Rosenbach Museum & Library
In the Rosenbach’s library, visitors see a fraction of the collections, which includes 30,000 rare books, 300,000 manuscript pages, 5,500 photographs, and 14,000 fine and decorative objects.
—All images courtesy of the Rosenbach Museum & Library
In my day there, I went from Thomas Jefferson's handwritten lists of his slaves to Maurice Sendak’s original sketches, then spent an hour deciphering Emily Dickinson's elegantly illegible letters, slowly gaining new glimpses of her prose and voice. From there, I went over the extensive collection of baseball books in the complete living room of the great American poet Marianne Moore, which has been moved, in full—chairs, shelves, chachkas, and all—from Greenwich Village to the museum’s third floor. It’s a place Maurice Sendak visits from time to time to enjoy the familiar comforts of his old friend and neighbor’s room, but that's getting ahead of the story.

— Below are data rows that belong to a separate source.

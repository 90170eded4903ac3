//! comments-core - Core library for the comments engine
//!
//! This crate provides the retrieval and moderation logic for threaded
//! comments: layered configuration, polymorphic relation tokens, profanity
//! gating, query compilation, thread annotation, related-entity resolution,
//! tree reconstruction and cascading moderation updates.

pub mod error;
pub mod types;
pub mod config;
pub mod store;
pub mod query;
pub mod relation;
pub mod moderation;
pub mod comment;
pub mod service;

pub use error::{CommentsError, Result};
pub use types::*;
pub use service::{
    CommentPage, CommentService, FindParams, HierarchyParams, ModerationOutcome, RelatedLookup,
};
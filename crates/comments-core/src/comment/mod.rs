//! Comment system module
//!
//! Models, sanitization, thread annotation, related-entity resolution,
//! tree reconstruction and cascading moderation updates.

pub mod model;
pub mod view;
pub mod validator;
pub mod thread;
pub mod related;
pub mod tree;
pub mod cascade;

pub use model::*;
pub use view::{filter_resolved_reports, sanitize, AuthorView, CommentView};
pub use validator::CommentValidator;
pub use thread::{annotate_threads, ThreadSummary};
pub use related::RelatedEntities;
pub use tree::{build_tree, CommentNode, ThreadIndex};
pub use cascade::{cascade_field_update, CascadeReport};
//! Pagination parameters and response metadata

use crate::error::{CommentsError, Result};
use serde::{Deserialize, Serialize};

/// Default page size / limit
pub const DEFAULT_PAGE_SIZE: u64 = 10;

/// Number that may arrive as a JSON number or a numeric string
#[derive(Debug, Clone, PartialEq, Serialize, Deserialize)]
#[serde(untagged)]
pub enum Numeric {
    Int(i64),
    Text(String),
}

impl Numeric {
    /// Coerce to a non-negative integer
    pub fn coerce(&self, name: &str) -> Result<u64> {
        let value = match self {
            Numeric::Int(n) => i128::from(*n),
            Numeric::Text(s) => s.trim().parse::<i128>().map_err(|_| {
                CommentsError::InvalidQuery(format!("'{}' must be an integer, got '{}'", name, s))
            })?,
        };
        if value < 0 {
            return Err(CommentsError::InvalidQuery(format!(
                "'{}' must not be negative, got {}",
                name, value
            )));
        }
        u64::try_from(value).map_err(|_| {
            CommentsError::InvalidQuery(format!("'{}' is out of range, got {}", name, value))
        })
    }
}

impl From<u64> for Numeric {
    fn from(n: u64) -> Self {
        i64::try_from(n)
            .map(Numeric::Int)
            .unwrap_or_else(|_| Numeric::Text(n.to_string()))
    }
}

/// Boolean that may arrive as `true` or the literal string `"true"`
#[derive(Debug, Clone, PartialEq, Serialize, Deserialize)]
#[serde(untagged)]
pub enum Flag {
    Bool(bool),
    Text(String),
}

impl Flag {
    pub fn is_set(&self) -> bool {
        match self {
            Flag::Bool(b) => *b,
            Flag::Text(s) => s == "true",
        }
    }
}

/// User-facing pagination parameters
#[derive(Debug, Clone, Default, PartialEq, Serialize, Deserialize)]
#[serde(default, rename_all = "camelCase")]
pub struct PaginationInput {
    pub page: Option<Numeric>,
    pub page_size: Option<Numeric>,
    pub start: Option<Numeric>,
    pub limit: Option<Numeric>,
    pub with_count: Option<Flag>,
}

impl PaginationInput {
    /// Page-based input
    pub fn page(page: u64, page_size: u64) -> Self {
        Self {
            page: Some(page.into()),
            page_size: Some(page_size.into()),
            ..Default::default()
        }
    }

    /// Offset-based input
    pub fn offset(start: u64, limit: u64) -> Self {
        Self {
            start: Some(start.into()),
            limit: Some(limit.into()),
            ..Default::default()
        }
    }

    /// Request a total count
    pub fn with_count(mut self) -> Self {
        self.with_count = Some(Flag::Bool(true));
        self
    }

    /// Whether a count query was requested
    pub fn wants_count(&self) -> bool {
        self.with_count.as_ref().map(Flag::is_set).unwrap_or(false)
    }

    /// Pick the pagination mode and coerce its numbers.
    ///
    /// Presence of `page` or `pageSize` selects page-based pagination.
    pub fn resolve(&self) -> Result<Pagination> {
        if self.page.is_some() || self.page_size.is_some() {
            let page = coerce_or(&self.page, "page", 1)?;
            let page_size = coerce_or(&self.page_size, "pageSize", DEFAULT_PAGE_SIZE)?;
            if page.saturating_sub(1).checked_mul(page_size).is_none() {
                return Err(CommentsError::InvalidQuery(format!(
                    "page {} with pageSize {} is out of range",
                    page, page_size
                )));
            }
            Ok(Pagination::Page { page, page_size })
        } else {
            let start = coerce_or(&self.start, "start", 0)?;
            let limit = coerce_or(&self.limit, "limit", DEFAULT_PAGE_SIZE)?;
            Ok(Pagination::Offset { start, limit })
        }
    }
}

fn coerce_or(value: &Option<Numeric>, name: &str, default: u64) -> Result<u64> {
    value.as_ref().map(|v| v.coerce(name)).unwrap_or(Ok(default))
}

/// Resolved pagination mode
#[derive(Debug, Clone, Copy, PartialEq, Eq)]
pub enum Pagination {
    Page { page: u64, page_size: u64 },
    Offset { start: u64, limit: u64 },
}

impl Pagination {
    /// Records to skip
    pub fn offset(&self) -> u64 {
        match *self {
            Pagination::Page { page, page_size } => {
                page.saturating_sub(1).saturating_mul(page_size)
            }
            Pagination::Offset { start, .. } => start,
        }
    }

    /// Records to return
    pub fn limit(&self) -> u64 {
        match *self {
            Pagination::Page { page_size, .. } => page_size,
            Pagination::Offset { limit, .. } => limit,
        }
    }

    /// Response metadata mirroring the mode; `page_count` only in page mode
    pub fn meta(&self, total: Option<u64>) -> PaginationMeta {
        match *self {
            Pagination::Page { page, page_size } => PaginationMeta::Page {
                page,
                page_size,
                total,
                page_count: total.map(|t| page_count(t, page_size)),
            },
            Pagination::Offset { start, limit } => PaginationMeta::Offset {
                start,
                limit,
                total,
            },
        }
    }
}

/// Pages needed for `total` records; a zero page size yields zero pages
pub fn page_count(total: u64, page_size: u64) -> u64 {
    if page_size == 0 {
        return 0;
    }
    let full = total / page_size;
    if total % page_size == 0 {
        full
    } else {
        full + 1
    }
}

/// Pagination metadata returned to callers
#[derive(Debug, Clone, PartialEq, Serialize)]
#[serde(untagged)]
pub enum PaginationMeta {
    Page {
        page: u64,
        #[serde(rename = "pageSize")]
        page_size: u64,
        #[serde(skip_serializing_if = "Option::is_none")]
        total: Option<u64>,
        #[serde(rename = "pageCount", skip_serializing_if = "Option::is_none")]
        page_count: Option<u64>,
    },
    Offset {
        start: u64,
        limit: u64,
        #[serde(skip_serializing_if = "Option::is_none")]
        total: Option<u64>,
    },
}
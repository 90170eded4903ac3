//! Polymorphic relation tokens
//!
//! A comment points at an arbitrary domain record through a
//! `"<collectionId>:<recordId>"` token. Collection ids may themselves contain
//! colons (`api::article.article`), so the record id is whatever follows the
//! last one.

use crate::error::{CommentsError, Result};
use crate::types::RecordId;
use std::fmt;
use std::str::FromStr;

/// Decoded relation token
#[derive(Debug, Clone, PartialEq, Eq, Hash)]
pub struct RelationRef {
    pub collection: String,
    pub id: RecordId,
}

impl RelationRef {
    pub fn new(collection: impl Into<String>, id: impl Into<RecordId>) -> Self {
        Self {
            collection: collection.into(),
            id: id.into(),
        }
    }

    /// Encode as `collection:id`
    pub fn encode(&self) -> String {
        encode(&self.collection, &self.id)
    }

    /// Decode a token; the id is numeric when it parses as an integer
    pub fn decode(token: &str) -> Result<Self> {
        let (collection, id) = decode(token)?;
        Ok(Self { collection, id })
    }
}

impl fmt::Display for RelationRef {
    fn fmt(&self, f: &mut fmt::Formatter<'_>) -> fmt::Result {
        write!(f, "{}:{}", self.collection, self.id)
    }
}

impl FromStr for RelationRef {
    type Err = CommentsError;

    fn from_str(s: &str) -> Result<Self> {
        RelationRef::decode(s)
    }
}

/// Encode a relation token
pub fn encode(collection: &str, id: &RecordId) -> String {
    format!("{}:{}", collection, id)
}

/// Decode a relation token into `(collection, id)`
pub fn decode(token: &str) -> Result<(String, RecordId)> {
    let invalid = || CommentsError::InvalidQuery(format!("Invalid relation token '{}'", token));

    let (collection, id) = token.trim().rsplit_once(':').ok_or_else(invalid)?;
    if collection.is_empty() || collection.ends_with(':') || id.trim().is_empty() {
        return Err(invalid());
    }
    Ok((collection.to_string(), RecordId::parse(id)))
}

/// Check `collection` against the enabled allow-list
pub fn validate<'a>(collection: &'a str, allowed: &[String]) -> Result<&'a str> {
    if allowed.iter().any(|c| c == collection) {
        Ok(collection)
    } else {
        Err(CommentsError::Forbidden {
            collection: collection.to_string(),
            allowed: allowed.to_vec(),
        })
    }
}
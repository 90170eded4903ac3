//! Config command
//!
//! Inspect the effective comments configuration.

use super::Workspace;
use anyhow::Result;
use clap::Subcommand;
use colored::Colorize;
use comments_core::config::REMOTE_CONFIG_KEY;
use comments_core::store::ConfigStore;
use serde_json::Value;

/// Config subcommands
#[derive(Debug, Subcommand)]
pub enum ConfigCommand {
    /// Show the effective configuration
    Show {
        /// Show as JSON
        #[arg(long)]
        json: bool,
    },

    /// Resolve a single dotted path
    Get {
        /// Dotted path, e.g. badWords or enabledCollections.0
        path: String,

        /// Read the local file even when a remote document exists
        #[arg(long)]
        local: bool,
    },
}

/// Execute the config command
pub async fn execute(workspace: &Workspace, cmd: ConfigCommand) -> Result<()> {
    match cmd {
        ConfigCommand::Show { json } => show_config(workspace, json).await,
        ConfigCommand::Get { path, local } => get_value(workspace, &path, local).await,
    }
}

async fn show_config(workspace: &Workspace, as_json: bool) -> Result<()> {
    let config = workspace.service.get_config().await?;

    if as_json {
        println!("{}", serde_json::to_string_pretty(&config)?);
        return Ok(());
    }

    let remote = workspace.data.config_store()?.get(REMOTE_CONFIG_KEY).await?;
    let source = if remote.is_some() {
        "remote document".to_string()
    } else {
        workspace.data.local_config_path().display().to_string()
    };

    println!("{}", "Configuration:".bold().underline());
    println!("{}", source.dimmed());
    println!();
    println!(
        "  Enabled collections: {}",
        list_or_none(&config.enabled_collections)
    );
    println!(
        "  Bad words filter:    {}",
        if config.bad_words.is_enabled() {
            "enabled".green()
        } else {
            "disabled".red()
        }
    );
    println!("  Approval flow:       {}", list_or_none(&config.approval_flow));
    println!(
        "  Hidden author props: {}",
        list_or_none(&config.blocked_author_props)
    );

    let collections = workspace.store.collections().await?;
    println!();
    println!("{}", "Data:".bold().underline());
    println!("{}", workspace.data.root().display().to_string().dimmed());
    println!("  Stored collections:  {}", list_or_none(&collections));
    Ok(())
}

async fn get_value(workspace: &Workspace, path: &str, local: bool) -> Result<()> {
    let value = workspace
        .service
        .get_config_value(path, Value::Null, local)
        .await?;
    println!("{}", serde_json::to_string_pretty(&value)?);
    Ok(())
}

fn list_or_none(items: &[String]) -> String {
    if items.is_empty() {
        "(none)".dimmed().to_string()
    } else {
        items.join(", ")
    }
}
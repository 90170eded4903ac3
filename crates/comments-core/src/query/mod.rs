//! Query compilation
//!
//! Turns user-facing sort and pagination parameters into store criteria
//! and the pagination metadata echoed back to callers.

pub mod criteria;
pub mod pagination;
pub mod sort;

pub use criteria::{Criteria, Filter};
pub use pagination::{page_count, Pagination, PaginationInput, PaginationMeta};
pub use sort::{SortDirection, SortField, SortInput};

use crate::error::Result;
use serde::Serialize;

/// Compiled sort + pagination for one listing request
#[derive(Debug, Clone, Default, PartialEq)]
pub struct QueryPlan {
    pub sort: Vec<SortField>,
    pub pagination: Option<Pagination>,
    pub with_count: bool,
}

impl QueryPlan {
    /// Compile user parameters
    pub fn compile(sort: Option<&SortInput>, pagination: Option<&PaginationInput>) -> Result<Self> {
        let sort = sort.map(SortInput::compile).unwrap_or_default();
        let (pagination, with_count) = match pagination {
            Some(input) => (Some(input.resolve()?), input.wants_count()),
            None => (None, false),
        };
        Ok(Self {
            sort,
            pagination,
            with_count,
        })
    }

    /// Attach ordering and paging to filter criteria
    pub fn apply_to(&self, criteria: Criteria) -> Criteria {
        let criteria = criteria.order_by(self.sort.iter().cloned());
        match self.pagination {
            Some(pagination) => criteria
                .offset(usize::try_from(pagination.offset()).unwrap_or(usize::MAX))
                .limit(usize::try_from(pagination.limit()).unwrap_or(usize::MAX)),
            None => criteria,
        }
    }

    /// Response metadata, present only when pagination was requested
    pub fn meta(&self, total: Option<u64>) -> Option<PageMeta> {
        self.pagination.map(|p| PageMeta {
            pagination: p.meta(total),
        })
    }
}

/// Listing response metadata
#[derive(Debug, Clone, PartialEq, Serialize)]
pub struct PageMeta {
    pub pagination: PaginationMeta,
}
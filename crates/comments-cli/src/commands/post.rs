//! Post command
//!
//! Admit a new comment and append it to the comments collection.

use super::Workspace;
use anyhow::Result;
use clap::Args;
use colored::Colorize;
use comments_core::comment::{NewAuthor, NewComment};
use comments_core::store::COMMENTS_COLLECTION;
use comments_core::RecordId;
use serde_json::Value;

/// Arguments of `comments post`
#[derive(Debug, Args)]
pub struct PostArgs {
    /// Relation token of the commented record
    #[arg(long)]
    pub related: String,

    /// Comment text
    #[arg(long)]
    pub content: String,

    /// Parent comment ID for replies
    #[arg(long)]
    pub reply_to: Option<String>,

    /// Registered author ID
    #[arg(long, conflicts_with_all = ["name", "email"])]
    pub user: Option<String>,

    /// Anonymous author name
    #[arg(long, requires = "email")]
    pub name: Option<String>,

    /// Anonymous author email
    #[arg(long, requires = "name")]
    pub email: Option<String>,

    /// Output the stored record as JSON
    #[arg(long)]
    pub json: bool,
}

impl PostArgs {
    fn author(&self) -> Result<NewAuthor> {
        if let Some(user) = &self.user {
            return Ok(NewAuthor::User(RecordId::parse(user)));
        }
        match (&self.name, &self.email) {
            (Some(name), Some(email)) => Ok(NewAuthor::Anonymous {
                id: None,
                name: name.clone(),
                email: email.clone(),
                avatar: None,
            }),
            _ => anyhow::bail!("either --user or --name and --email are required"),
        }
    }
}

/// Execute `comments post`
pub async fn execute(workspace: &Workspace, args: PostArgs) -> Result<()> {
    let draft = NewComment {
        content: args.content.clone(),
        related: args.related.clone(),
        thread_of: args.reply_to.as_deref().map(RecordId::parse),
        author: args.author()?,
        approval_status: None,
    };

    let record = workspace.service.prepare_comment(draft).await?;
    let record = workspace.store.create(COMMENTS_COLLECTION, record).await?;

    if args.json {
        println!("{}", serde_json::to_string_pretty(&record)?);
    } else {
        println!(
            "{} Posted comment {}",
            "✓".green(),
            format!("#{}", record["id"]).green()
        );
        if record.get("approvalStatus").and_then(Value::as_str) == Some("PENDING") {
            println!("  {}", "Awaiting approval".yellow());
        }
    }
    Ok(())
}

Let’s begin instead with the Rosenbach brothers themselves. The children of a once prosperous cotton broker whose business had suffered, Philip and Abraham Simon Wolf grew up middle-class, and both evidenced an early fascination with objects and artifacts, perhaps inspired by their uncle Moses Polock, a well-established bookseller. Philip, thirteen years older, put Abraham through graduate school at the University of Pennsylvania, where he graduated in 1901. After completing his dissertation on the influence of Spanish literature on English theater, the beginning of a lifelong relationship with both Cervantes and Shakespeare, Abraham spent the next two years as an assistant at Penn. Uncle Moses died in 1903, and willed the Doctor, as Abraham was now called, his collection of early American children’s books (most of which Abraham later donated to the Free Library of Philadelphia, but again, that's getting ahead of our story). That same year, the brothers formed the Rosenbach Company, with Philip selling fine and decorative art objects while the Doctor sold rare books and manuscripts.
Abraham Rosenbach    
The brothers Rosenbach: Philip in 1905, right, and Abraham. Simon Wolf, circa 1920-1930.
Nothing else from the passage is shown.